__Description of the task__:
Take the listing below and print exactly the lines starting at the line containing "Decodes CSV text." and ending at the line containing "for (line_no, line)", both ends included, and no others.

__Data section__:
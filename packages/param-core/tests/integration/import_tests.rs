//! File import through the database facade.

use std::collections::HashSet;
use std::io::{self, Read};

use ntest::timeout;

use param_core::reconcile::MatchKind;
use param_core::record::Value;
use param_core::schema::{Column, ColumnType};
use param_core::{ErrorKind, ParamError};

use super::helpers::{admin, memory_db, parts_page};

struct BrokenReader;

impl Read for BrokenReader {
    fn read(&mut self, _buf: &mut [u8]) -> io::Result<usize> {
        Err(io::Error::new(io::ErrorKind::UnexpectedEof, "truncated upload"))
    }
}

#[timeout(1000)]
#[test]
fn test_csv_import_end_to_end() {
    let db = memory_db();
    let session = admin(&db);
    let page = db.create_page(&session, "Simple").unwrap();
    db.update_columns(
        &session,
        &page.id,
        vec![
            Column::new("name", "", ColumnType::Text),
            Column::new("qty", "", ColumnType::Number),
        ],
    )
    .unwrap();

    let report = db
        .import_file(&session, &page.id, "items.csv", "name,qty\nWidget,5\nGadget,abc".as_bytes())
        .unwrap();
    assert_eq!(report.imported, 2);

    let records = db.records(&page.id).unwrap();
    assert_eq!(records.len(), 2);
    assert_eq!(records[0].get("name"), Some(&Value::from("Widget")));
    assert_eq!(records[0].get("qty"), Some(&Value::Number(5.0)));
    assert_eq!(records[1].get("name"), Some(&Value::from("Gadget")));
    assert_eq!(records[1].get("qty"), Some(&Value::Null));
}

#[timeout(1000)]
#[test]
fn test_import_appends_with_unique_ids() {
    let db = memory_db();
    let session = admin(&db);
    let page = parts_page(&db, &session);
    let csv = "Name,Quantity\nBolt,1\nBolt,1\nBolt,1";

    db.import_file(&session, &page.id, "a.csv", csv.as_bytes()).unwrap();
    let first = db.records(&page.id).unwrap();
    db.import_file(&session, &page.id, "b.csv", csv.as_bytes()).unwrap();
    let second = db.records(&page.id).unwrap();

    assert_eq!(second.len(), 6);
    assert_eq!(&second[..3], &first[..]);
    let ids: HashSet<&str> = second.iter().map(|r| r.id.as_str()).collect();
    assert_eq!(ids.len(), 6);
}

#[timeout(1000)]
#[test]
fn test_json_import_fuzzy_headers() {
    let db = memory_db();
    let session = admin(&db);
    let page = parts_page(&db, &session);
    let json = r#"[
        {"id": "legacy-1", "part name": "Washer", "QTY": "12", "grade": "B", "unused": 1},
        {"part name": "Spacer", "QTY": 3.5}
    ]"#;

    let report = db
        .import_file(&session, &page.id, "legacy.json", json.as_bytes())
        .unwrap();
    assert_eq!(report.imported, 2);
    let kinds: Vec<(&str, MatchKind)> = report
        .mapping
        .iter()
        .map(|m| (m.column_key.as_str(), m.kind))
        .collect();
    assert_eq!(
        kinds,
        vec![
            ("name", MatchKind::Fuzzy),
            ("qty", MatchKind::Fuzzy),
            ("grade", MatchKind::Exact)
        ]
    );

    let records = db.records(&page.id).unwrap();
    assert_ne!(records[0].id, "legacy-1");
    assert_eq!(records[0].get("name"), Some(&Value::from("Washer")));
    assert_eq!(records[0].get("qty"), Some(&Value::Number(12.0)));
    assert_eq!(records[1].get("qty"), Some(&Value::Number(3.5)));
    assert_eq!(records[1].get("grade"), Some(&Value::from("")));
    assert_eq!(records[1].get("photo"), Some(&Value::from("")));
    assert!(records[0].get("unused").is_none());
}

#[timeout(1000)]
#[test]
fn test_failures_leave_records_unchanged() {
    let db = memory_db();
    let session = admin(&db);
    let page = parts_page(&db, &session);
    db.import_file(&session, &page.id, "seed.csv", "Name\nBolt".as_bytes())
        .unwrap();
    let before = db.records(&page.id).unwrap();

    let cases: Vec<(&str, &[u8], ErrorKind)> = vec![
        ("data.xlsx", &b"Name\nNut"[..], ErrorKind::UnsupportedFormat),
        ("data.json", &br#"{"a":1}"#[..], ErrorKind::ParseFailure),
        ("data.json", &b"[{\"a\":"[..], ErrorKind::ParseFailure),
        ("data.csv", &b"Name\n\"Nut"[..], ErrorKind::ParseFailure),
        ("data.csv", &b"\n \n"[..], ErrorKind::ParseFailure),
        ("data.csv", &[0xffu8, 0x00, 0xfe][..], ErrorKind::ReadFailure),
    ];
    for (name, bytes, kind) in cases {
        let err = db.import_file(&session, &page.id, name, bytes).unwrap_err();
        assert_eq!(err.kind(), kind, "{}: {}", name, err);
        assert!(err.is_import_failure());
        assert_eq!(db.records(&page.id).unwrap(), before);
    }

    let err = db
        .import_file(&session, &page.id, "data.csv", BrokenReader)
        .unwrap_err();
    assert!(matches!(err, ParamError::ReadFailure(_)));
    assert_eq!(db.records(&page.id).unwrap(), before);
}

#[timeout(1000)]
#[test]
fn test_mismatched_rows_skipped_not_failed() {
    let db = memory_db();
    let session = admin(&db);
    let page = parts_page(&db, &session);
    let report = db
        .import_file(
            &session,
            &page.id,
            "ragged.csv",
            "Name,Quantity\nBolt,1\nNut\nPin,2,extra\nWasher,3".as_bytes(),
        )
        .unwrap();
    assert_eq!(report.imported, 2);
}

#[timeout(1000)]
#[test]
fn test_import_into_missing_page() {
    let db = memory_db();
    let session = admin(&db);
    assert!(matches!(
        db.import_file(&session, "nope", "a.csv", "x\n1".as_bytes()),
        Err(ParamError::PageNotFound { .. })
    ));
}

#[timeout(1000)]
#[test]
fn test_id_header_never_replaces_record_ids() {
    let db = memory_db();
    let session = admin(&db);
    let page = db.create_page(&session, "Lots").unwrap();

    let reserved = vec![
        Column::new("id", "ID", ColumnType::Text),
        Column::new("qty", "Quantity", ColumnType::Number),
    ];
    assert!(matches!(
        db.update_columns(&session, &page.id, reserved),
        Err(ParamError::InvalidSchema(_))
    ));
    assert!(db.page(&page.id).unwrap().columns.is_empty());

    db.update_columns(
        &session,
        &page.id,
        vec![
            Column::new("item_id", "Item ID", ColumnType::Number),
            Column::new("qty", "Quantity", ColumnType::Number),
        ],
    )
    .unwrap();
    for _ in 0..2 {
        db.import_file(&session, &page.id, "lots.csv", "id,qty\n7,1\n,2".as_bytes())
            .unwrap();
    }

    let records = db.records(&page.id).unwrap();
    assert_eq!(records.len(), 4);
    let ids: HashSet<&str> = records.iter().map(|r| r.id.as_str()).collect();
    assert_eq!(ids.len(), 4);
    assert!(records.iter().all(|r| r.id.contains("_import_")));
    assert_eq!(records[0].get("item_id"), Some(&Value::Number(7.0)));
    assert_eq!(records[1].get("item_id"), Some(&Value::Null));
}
---
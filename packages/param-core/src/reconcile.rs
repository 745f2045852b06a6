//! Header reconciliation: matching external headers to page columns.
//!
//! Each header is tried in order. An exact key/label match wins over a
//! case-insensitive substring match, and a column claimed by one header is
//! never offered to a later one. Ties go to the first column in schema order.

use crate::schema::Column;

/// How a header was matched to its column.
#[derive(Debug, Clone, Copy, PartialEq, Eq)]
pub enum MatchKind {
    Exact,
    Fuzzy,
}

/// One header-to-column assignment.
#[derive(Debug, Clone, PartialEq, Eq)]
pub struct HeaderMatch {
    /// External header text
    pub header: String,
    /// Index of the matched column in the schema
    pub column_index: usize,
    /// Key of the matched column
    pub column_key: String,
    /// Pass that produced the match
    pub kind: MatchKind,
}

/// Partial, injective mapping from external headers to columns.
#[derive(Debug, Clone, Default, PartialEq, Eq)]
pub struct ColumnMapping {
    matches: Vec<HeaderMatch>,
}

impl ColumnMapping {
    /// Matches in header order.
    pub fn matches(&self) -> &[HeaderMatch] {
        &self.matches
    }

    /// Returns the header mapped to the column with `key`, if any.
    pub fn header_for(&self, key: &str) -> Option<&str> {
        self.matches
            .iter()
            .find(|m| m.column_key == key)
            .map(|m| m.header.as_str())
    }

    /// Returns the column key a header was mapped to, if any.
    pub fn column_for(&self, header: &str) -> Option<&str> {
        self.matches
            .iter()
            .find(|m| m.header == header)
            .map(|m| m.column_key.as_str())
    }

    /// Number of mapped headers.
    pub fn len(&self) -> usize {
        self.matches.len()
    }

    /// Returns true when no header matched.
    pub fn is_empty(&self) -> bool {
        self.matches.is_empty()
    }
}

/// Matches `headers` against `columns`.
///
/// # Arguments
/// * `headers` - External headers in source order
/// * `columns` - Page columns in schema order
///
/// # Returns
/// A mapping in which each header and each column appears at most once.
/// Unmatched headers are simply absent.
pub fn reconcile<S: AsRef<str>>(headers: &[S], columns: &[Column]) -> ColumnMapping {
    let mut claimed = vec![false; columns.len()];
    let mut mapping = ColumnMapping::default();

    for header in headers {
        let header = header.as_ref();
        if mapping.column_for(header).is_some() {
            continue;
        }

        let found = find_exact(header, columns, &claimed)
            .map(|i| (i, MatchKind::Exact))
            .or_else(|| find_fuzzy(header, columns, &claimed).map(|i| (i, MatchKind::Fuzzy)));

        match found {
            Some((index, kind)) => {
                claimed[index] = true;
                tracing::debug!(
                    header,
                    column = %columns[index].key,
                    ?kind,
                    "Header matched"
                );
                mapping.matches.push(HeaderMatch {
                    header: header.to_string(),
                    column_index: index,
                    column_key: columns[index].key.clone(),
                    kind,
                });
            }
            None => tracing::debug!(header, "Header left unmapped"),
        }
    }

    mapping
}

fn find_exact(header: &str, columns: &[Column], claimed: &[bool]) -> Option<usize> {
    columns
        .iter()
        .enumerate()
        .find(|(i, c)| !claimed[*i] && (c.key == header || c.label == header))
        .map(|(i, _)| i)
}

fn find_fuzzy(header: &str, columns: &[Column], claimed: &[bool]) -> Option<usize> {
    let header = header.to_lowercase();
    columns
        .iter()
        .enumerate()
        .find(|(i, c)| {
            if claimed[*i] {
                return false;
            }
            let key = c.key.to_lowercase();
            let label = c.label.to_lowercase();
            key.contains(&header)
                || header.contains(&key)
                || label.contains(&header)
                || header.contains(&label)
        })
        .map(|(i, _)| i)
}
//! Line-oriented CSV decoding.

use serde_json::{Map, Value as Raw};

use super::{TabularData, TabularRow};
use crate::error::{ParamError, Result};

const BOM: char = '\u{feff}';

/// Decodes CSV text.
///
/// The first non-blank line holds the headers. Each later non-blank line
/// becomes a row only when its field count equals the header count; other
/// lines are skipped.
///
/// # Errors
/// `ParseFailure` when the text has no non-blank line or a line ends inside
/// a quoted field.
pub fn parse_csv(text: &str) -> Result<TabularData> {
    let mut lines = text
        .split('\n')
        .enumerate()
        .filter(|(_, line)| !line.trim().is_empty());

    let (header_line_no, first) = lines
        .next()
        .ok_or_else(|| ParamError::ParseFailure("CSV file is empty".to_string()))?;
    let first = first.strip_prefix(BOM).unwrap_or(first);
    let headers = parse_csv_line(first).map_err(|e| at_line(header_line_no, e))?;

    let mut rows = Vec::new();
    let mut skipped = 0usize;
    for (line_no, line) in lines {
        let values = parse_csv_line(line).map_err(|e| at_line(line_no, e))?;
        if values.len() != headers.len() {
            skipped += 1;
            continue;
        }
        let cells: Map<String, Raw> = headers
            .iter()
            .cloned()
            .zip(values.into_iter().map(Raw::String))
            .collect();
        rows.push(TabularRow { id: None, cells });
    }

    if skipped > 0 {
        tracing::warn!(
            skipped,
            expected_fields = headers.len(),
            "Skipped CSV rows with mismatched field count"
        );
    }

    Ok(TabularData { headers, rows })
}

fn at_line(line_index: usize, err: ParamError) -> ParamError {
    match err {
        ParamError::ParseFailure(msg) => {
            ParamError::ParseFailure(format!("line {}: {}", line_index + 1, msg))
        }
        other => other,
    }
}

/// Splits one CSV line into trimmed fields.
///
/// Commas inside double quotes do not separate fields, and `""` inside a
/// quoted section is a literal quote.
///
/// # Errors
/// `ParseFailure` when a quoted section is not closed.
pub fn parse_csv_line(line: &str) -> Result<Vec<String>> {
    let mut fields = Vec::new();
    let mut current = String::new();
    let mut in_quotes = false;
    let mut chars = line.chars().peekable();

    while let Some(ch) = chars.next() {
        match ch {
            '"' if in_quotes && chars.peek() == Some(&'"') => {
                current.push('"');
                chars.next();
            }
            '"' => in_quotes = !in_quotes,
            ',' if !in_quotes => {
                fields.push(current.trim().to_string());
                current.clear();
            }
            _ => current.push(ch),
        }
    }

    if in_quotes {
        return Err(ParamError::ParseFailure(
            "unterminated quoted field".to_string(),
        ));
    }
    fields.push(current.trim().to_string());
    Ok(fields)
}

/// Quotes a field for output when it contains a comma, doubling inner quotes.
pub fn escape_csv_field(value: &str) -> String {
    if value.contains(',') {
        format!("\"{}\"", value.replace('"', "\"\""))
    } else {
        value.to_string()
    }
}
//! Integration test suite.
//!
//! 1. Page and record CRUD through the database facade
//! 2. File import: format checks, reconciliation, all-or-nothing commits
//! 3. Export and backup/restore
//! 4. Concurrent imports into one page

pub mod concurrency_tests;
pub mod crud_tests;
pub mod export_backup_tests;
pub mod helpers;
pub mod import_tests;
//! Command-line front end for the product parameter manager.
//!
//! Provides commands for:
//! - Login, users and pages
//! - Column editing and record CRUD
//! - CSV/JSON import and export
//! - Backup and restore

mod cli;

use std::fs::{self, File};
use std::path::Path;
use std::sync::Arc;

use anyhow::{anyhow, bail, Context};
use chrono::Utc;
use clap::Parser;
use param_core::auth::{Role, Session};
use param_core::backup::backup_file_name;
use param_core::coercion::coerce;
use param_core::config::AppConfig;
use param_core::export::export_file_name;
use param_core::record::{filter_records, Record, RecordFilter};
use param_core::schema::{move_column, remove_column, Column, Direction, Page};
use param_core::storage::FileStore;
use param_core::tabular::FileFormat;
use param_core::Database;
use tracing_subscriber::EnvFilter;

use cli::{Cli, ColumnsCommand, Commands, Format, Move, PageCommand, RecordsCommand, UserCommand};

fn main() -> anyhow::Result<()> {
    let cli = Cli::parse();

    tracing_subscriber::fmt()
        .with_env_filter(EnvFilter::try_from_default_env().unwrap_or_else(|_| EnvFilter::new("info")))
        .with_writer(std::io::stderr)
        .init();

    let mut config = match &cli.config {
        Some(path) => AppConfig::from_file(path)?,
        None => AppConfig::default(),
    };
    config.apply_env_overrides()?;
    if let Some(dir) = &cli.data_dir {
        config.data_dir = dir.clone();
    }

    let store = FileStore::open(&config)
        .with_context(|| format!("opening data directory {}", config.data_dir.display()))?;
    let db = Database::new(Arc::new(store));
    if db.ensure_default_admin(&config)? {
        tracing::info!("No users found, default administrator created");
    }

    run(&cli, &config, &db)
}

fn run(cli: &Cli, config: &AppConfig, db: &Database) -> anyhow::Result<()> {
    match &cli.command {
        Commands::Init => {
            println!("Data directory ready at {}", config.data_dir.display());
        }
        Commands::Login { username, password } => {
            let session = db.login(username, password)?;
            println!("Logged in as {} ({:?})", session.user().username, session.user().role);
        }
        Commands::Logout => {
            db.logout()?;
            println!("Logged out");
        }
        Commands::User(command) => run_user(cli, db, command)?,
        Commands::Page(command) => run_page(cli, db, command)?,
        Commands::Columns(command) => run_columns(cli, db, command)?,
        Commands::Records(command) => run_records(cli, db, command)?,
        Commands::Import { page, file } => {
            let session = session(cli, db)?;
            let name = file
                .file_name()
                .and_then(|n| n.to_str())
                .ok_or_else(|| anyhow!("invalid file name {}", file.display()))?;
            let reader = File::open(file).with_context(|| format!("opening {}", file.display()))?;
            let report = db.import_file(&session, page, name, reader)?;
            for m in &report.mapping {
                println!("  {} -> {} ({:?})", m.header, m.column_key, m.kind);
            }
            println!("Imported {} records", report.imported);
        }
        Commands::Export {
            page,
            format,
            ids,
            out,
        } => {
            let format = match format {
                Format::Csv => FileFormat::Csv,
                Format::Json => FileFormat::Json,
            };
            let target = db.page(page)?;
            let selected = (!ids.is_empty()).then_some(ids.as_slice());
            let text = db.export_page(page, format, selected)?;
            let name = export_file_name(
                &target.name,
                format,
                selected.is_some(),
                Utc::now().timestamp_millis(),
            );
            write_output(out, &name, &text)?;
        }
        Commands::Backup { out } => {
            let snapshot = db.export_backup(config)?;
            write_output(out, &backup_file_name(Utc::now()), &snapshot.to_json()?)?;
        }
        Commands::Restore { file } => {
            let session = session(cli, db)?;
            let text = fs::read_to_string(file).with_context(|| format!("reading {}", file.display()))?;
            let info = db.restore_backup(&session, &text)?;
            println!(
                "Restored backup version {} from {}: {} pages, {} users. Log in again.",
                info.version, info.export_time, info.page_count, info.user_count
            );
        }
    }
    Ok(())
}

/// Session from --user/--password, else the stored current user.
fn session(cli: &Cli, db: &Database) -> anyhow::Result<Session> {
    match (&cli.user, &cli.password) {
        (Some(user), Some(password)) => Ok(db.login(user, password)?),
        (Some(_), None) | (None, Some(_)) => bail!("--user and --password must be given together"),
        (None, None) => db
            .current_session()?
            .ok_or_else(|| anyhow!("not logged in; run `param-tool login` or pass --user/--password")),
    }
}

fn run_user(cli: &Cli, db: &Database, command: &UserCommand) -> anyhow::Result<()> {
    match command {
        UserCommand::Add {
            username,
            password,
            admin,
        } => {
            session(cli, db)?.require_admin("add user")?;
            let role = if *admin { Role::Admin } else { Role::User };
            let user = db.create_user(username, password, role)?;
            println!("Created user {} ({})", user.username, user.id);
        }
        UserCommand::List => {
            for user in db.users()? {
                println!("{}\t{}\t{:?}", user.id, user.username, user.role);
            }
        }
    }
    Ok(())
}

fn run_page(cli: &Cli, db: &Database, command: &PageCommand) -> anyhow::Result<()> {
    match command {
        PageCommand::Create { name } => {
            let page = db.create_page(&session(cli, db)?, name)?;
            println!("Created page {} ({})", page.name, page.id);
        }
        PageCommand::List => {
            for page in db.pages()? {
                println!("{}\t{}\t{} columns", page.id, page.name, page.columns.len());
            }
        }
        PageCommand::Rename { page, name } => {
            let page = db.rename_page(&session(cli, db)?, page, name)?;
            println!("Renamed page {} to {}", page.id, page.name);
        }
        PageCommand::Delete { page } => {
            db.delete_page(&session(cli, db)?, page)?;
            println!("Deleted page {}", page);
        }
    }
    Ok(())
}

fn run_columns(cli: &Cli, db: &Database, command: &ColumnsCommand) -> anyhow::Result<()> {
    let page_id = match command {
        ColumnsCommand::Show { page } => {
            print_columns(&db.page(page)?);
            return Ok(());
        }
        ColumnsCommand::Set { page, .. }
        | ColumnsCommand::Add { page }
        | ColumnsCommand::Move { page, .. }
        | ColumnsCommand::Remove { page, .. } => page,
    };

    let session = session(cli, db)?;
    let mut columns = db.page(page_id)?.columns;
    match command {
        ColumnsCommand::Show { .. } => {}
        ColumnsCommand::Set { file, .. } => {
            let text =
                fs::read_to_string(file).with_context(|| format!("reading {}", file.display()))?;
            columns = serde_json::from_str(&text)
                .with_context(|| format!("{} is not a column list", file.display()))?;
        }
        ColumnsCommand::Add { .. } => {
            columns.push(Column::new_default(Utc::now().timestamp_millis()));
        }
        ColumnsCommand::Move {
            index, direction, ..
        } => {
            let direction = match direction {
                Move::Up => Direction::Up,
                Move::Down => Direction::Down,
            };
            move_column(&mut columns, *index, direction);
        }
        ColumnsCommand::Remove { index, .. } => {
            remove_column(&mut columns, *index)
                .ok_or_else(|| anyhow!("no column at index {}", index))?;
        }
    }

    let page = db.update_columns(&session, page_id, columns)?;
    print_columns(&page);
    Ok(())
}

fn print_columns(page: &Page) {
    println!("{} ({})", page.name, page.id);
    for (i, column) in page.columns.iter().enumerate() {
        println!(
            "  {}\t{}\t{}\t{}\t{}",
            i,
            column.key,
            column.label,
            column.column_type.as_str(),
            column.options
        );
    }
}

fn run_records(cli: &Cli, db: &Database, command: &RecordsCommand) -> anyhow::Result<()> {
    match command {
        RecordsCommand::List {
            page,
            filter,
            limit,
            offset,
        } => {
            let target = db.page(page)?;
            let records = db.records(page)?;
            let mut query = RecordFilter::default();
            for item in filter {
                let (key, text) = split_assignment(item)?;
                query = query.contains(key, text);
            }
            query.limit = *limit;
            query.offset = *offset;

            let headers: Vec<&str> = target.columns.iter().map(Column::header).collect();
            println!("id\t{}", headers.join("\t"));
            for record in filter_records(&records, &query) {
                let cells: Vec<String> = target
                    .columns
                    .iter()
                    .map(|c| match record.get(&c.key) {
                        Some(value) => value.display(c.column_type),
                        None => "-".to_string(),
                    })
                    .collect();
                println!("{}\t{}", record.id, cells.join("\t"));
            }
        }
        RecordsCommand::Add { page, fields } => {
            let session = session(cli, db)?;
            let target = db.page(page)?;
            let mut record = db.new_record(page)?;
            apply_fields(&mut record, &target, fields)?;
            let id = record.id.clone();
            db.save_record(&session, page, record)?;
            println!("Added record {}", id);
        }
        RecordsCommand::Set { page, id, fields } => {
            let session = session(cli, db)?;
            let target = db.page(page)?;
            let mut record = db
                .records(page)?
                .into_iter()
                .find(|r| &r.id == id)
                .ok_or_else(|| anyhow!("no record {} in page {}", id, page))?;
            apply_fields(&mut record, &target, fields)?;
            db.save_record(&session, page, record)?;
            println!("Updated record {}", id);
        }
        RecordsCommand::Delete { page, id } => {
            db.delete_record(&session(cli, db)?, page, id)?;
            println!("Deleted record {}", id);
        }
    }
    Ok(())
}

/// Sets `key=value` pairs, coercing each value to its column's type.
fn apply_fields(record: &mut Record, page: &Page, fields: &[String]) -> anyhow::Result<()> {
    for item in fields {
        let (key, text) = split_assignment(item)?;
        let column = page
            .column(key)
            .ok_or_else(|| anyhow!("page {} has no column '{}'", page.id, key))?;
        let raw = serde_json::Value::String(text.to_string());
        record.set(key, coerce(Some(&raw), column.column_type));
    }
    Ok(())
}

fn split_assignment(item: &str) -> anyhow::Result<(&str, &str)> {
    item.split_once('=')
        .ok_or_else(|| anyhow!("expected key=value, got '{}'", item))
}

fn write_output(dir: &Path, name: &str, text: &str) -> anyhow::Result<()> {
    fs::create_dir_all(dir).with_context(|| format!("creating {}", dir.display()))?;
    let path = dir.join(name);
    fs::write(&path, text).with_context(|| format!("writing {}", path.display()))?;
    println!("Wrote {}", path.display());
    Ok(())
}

__Response area__:
/// Decodes CSV text.
///
/// The first non-blank line holds the headers. Each later non-blank line
/// becomes a row only when its field count equals the header count; other
/// lines are skipped.
///
/// # Errors
/// `ParseFailure` when the text has no non-blank line or a line ends inside
/// a quoted field.
pub fn parse_csv(text: &str) -> Result<TabularData> {
    let mut lines = text
        .split('\n')
        .enumerate()
        .filter(|(_, line)| !line.trim().is_empty());

    let (header_line_no, first) = lines
        .next()
        .ok_or_else(|| ParamError::ParseFailure("CSV file is empty".to_string()))?;
    let first = first.strip_prefix(BOM).unwrap_or(first);
    let headers = parse_csv_line(first).map_err(|e| at_line(header_line_no, e))?;

    let mut rows = Vec::new();
    let mut skipped = 0usize;
    for (line_no, line) in lines {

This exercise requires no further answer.